TASK DIRECTIONS:
Every entry has to be output exactly, with none skipped.

Records drawn from a dataset:
----------------------------------------
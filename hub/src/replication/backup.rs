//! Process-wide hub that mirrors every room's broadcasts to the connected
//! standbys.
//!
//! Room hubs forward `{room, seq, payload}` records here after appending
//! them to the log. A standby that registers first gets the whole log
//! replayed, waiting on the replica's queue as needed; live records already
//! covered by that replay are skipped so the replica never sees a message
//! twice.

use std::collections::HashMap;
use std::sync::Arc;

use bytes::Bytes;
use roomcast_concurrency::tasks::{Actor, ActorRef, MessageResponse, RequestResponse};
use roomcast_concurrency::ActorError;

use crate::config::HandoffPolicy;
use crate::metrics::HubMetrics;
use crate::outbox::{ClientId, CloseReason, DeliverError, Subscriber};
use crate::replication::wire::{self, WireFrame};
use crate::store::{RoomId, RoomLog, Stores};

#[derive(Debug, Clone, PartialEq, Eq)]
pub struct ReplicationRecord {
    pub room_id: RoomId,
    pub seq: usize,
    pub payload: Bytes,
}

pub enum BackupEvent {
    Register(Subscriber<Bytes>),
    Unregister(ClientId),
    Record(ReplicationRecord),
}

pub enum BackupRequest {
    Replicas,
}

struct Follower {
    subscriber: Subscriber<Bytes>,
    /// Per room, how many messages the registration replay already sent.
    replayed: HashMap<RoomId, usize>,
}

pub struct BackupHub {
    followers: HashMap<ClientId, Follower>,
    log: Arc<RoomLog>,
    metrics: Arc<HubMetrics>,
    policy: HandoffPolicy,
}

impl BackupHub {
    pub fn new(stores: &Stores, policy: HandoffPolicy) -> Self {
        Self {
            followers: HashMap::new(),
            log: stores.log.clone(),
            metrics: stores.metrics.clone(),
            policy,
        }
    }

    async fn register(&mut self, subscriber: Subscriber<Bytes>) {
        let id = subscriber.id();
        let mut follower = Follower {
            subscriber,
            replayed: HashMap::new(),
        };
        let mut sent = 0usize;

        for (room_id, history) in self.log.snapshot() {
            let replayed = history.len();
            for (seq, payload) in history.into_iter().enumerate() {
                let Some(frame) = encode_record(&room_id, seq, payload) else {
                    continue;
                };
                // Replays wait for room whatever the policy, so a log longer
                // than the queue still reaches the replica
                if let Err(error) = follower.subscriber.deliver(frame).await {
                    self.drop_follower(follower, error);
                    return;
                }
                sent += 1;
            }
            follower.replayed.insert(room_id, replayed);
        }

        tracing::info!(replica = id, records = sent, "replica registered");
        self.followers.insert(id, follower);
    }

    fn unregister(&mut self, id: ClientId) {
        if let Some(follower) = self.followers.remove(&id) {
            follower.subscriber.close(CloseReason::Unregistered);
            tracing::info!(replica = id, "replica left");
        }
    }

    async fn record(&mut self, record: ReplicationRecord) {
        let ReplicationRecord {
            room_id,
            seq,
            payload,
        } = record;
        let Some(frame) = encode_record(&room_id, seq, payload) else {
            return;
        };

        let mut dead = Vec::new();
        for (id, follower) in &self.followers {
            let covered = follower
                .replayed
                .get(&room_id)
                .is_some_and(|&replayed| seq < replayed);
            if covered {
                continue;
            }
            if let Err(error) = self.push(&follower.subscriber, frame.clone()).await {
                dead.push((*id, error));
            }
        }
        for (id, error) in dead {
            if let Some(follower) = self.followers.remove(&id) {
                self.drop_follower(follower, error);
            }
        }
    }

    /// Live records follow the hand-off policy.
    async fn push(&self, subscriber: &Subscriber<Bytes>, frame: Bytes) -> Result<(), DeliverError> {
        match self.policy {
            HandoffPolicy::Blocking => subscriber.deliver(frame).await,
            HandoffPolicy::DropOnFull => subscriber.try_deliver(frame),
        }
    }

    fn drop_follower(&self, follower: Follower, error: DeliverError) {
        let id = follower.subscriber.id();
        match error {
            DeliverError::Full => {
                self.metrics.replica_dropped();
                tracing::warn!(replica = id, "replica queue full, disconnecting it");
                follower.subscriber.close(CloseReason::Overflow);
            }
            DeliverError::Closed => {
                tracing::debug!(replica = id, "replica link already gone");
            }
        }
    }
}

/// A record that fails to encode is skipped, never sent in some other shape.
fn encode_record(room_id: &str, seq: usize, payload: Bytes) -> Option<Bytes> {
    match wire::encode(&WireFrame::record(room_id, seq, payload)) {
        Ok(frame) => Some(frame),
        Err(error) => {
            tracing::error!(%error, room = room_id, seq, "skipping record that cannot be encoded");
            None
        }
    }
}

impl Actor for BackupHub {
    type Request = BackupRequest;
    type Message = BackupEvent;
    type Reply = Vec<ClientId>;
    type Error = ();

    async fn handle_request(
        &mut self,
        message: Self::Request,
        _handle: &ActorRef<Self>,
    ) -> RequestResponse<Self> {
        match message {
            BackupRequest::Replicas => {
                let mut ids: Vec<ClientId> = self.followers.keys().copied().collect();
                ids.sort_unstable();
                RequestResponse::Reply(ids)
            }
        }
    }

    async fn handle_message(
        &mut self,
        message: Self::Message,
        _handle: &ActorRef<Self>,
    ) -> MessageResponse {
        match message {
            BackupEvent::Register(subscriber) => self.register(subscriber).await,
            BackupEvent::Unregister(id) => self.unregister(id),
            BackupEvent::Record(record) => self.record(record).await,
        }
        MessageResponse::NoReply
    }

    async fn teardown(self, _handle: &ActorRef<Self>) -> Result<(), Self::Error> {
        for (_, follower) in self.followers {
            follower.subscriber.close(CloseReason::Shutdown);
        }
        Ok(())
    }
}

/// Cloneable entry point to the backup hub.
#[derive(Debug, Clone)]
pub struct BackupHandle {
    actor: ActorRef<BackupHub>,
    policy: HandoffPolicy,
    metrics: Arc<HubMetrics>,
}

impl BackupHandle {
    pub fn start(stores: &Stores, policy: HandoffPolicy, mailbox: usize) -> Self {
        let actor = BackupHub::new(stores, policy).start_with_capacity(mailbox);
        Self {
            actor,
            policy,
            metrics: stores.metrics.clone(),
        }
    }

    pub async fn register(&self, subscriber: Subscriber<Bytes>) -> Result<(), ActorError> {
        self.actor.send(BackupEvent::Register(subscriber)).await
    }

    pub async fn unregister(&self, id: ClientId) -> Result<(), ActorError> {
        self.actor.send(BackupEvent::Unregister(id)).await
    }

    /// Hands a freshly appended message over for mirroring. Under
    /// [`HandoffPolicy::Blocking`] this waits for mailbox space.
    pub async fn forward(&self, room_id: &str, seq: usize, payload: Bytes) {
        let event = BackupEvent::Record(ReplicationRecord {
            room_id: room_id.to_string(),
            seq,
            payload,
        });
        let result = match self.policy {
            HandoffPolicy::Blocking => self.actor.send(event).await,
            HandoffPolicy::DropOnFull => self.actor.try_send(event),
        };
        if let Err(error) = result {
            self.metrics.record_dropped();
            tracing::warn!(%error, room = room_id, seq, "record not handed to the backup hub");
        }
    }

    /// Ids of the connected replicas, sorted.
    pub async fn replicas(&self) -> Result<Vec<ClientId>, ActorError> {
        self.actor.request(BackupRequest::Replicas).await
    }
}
----------------------------------------
SOLUTION:
filename hub/src/replication/backup.rs
//! Process-wide hub that mirrors every room's broadcasts to the connected
//! standbys.
//!
//! Room hubs forward `{room, seq, payload}` records here after appending
//! them to the log. A standby that registers first gets the whole log
//! replayed, waiting on the replica's queue as needed; live records already
//! covered by that replay are skipped so the replica never sees a message
//! twice.

use std::collections::HashMap;
use std::sync::Arc;

use bytes::Bytes;
use roomcast_concurrency::tasks::{Actor, ActorRef, MessageResponse, RequestResponse};
use roomcast_concurrency::ActorError;

use crate::config::HandoffPolicy;
use crate::metrics::HubMetrics;
use crate::outbox::{ClientId, CloseReason, DeliverError, Subscriber};
use crate::replication::wire::{self, WireFrame};
use crate::store::{RoomId, RoomLog, Stores};

#[derive(Debug, Clone, PartialEq, Eq)]
pub struct ReplicationRecord {
    pub room_id: RoomId,
    pub seq: usize,
    pub payload: Bytes,
}

pub enum BackupEvent {
    Register(Subscriber<Bytes>),
    Unregister(ClientId),
    Record(ReplicationRecord),
}

pub enum BackupRequest {
    Replicas,
}

struct Follower {
    subscriber: Subscriber<Bytes>,
    /// Per room, how many messages the registration replay already sent.
    replayed: HashMap<RoomId, usize>,
}

pub struct BackupHub {
    followers: HashMap<ClientId, Follower>,
    log: Arc<RoomLog>,
    metrics: Arc<HubMetrics>,
    policy: HandoffPolicy,
}

impl BackupHub {
    pub fn new(stores: &Stores, policy: HandoffPolicy) -> Self {
        Self {
            followers: HashMap::new(),
            log: stores.log.clone(),
            metrics: stores.metrics.clone(),
            policy,
        }
    }

    async fn register(&mut self, subscriber: Subscriber<Bytes>) {
        let id = subscriber.id();
        let mut follower = Follower {
            subscriber,
            replayed: HashMap::new(),
        };
        let mut sent = 0usize;

        for (room_id, history) in self.log.snapshot() {
            let replayed = history.len();
            for (seq, payload) in history.into_iter().enumerate() {
                let Some(frame) = encode_record(&room_id, seq, payload) else {
                    continue;
                };
                // Replays wait for room whatever the policy, so a log longer
                // than the queue still reaches the replica
                if let Err(error) = follower.subscriber.deliver(frame).await {
                    self.drop_follower(follower, error);
                    return;
                }
                sent += 1;
            }
            follower.replayed.insert(room_id, replayed);
        }

        tracing::info!(replica = id, records = sent, "replica registered");
        self.followers.insert(id, follower);
    }

    fn unregister(&mut self, id: ClientId) {
        if let Some(follower) = self.followers.remove(&id) {
            follower.subscriber.close(CloseReason::Unregistered);
            tracing::info!(replica = id, "replica left");
        }
    }

    async fn record(&mut self, record: ReplicationRecord) {
        let ReplicationRecord {
            room_id,
            seq,
            payload,
        } = record;
        let Some(frame) = encode_record(&room_id, seq, payload) else {
            return;
        };

        let mut dead = Vec::new();
        for (id, follower) in &self.followers {
            let covered = follower
                .replayed
                .get(&room_id)
                .is_some_and(|&replayed| seq < replayed);
            if covered {
                continue;
            }
            if let Err(error) = self.push(&follower.subscriber, frame.clone()).await {
                dead.push((*id, error));
            }
        }
        for (id, error) in dead {
            if let Some(follower) = self.followers.remove(&id) {
                self.drop_follower(follower, error);
            }
        }
    }

    /// Live records follow the hand-off policy.
    async fn push(&self, subscriber: &Subscriber<Bytes>, frame: Bytes) -> Result<(), DeliverError> {
        match self.policy {
            HandoffPolicy::Blocking => subscriber.deliver(frame).await,
            HandoffPolicy::DropOnFull => subscriber.try_deliver(frame),
        }
    }

    fn drop_follower(&self, follower: Follower, error: DeliverError) {
        let id = follower.subscriber.id();
        match error {
            DeliverError::Full => {
                self.metrics.replica_dropped();
                tracing::warn!(replica = id, "replica queue full, disconnecting it");
                follower.subscriber.close(CloseReason::Overflow);
            }
            DeliverError::Closed => {
                tracing::debug!(replica = id, "replica link already gone");
            }
        }
    }
}

/// A record that fails to encode is skipped, never sent in some other shape.
fn encode_record(room_id: &str, seq: usize, payload: Bytes) -> Option<Bytes> {
    match wire::encode(&WireFrame::record(room_id, seq, payload)) {
        Ok(frame) => Some(frame),
        Err(error) => {
            tracing::error!(%error, room = room_id, seq, "skipping record that cannot be encoded");
            None
        }
    }
}

impl Actor for BackupHub {
    type Request = BackupRequest;
    type Message = BackupEvent;
    type Reply = Vec<ClientId>;
    type Error = ();

    async fn handle_request(
        &mut self,
        message: Self::Request,
        _handle: &ActorRef<Self>,
    ) -> RequestResponse<Self> {
        match message {
            BackupRequest::Replicas => {
                let mut ids: Vec<ClientId> = self.followers.keys().copied().collect();
                ids.sort_unstable();
                RequestResponse::Reply(ids)
            }
        }
    }

    async fn handle_message(
        &mut self,
        message: Self::Message,
        _handle: &ActorRef<Self>,
    ) -> MessageResponse {
        match message {
            BackupEvent::Register(subscriber) => self.register(subscriber).await,
            BackupEvent::Unregister(id) => self.unregister(id),
            BackupEvent::Record(record) => self.record(record).await,
        }
        MessageResponse::NoReply
    }

    async fn teardown(self, _handle: &ActorRef<Self>) -> Result<(), Self::Error> {
        for (_, follower) in self.followers {
            follower.subscriber.close(CloseReason::Shutdown);
        }
        Ok(())
    }
}

/// Cloneable entry point to the backup hub.
#[derive(Debug, Clone)]
pub struct BackupHandle {
    actor: ActorRef<BackupHub>,
    policy: HandoffPolicy,
    metrics: Arc<HubMetrics>,
}

impl BackupHandle {
    pub fn start(stores: &Stores, policy: HandoffPolicy, mailbox: usize) -> Self {
        let actor = BackupHub::new(stores, policy).start_with_capacity(mailbox);
        Self {
            actor,
            policy,
            metrics: stores.metrics.clone(),
        }
    }

    pub async fn register(&self, subscriber: Subscriber<Bytes>) -> Result<(), ActorError> {
        self.actor.send(BackupEvent::Register(subscriber)).await
    }

    pub async fn unregister(&self, id: ClientId) -> Result<(), ActorError> {
        self.actor.send(BackupEvent::Unregister(id)).await
    }

    /// Hands a freshly appended message over for mirroring. Under
    /// [`HandoffPolicy::Blocking`] this waits for mailbox space.
    pub async fn forward(&self, room_id: &str, seq: usize, payload: Bytes) {
        let event = BackupEvent::Record(ReplicationRecord {
            room_id: room_id.to_string(),
            seq,
            payload,
        });
        let result = match self.policy {
            HandoffPolicy::Blocking => self.actor.send(event).await,
            HandoffPolicy::DropOnFull => self.actor.try_send(event),
        };
        if let Err(error) = result {
            self.metrics.record_dropped();
            tracing::warn!(%error, room = room_id, seq, "record not handed to the backup hub");
        }
    }

    /// Ids of the connected replicas, sorted.
    pub async fn replicas(&self) -> Result<Vec<ClientId>, ActorError> {
        self.actor.request(BackupRequest::Replicas).await
    }
}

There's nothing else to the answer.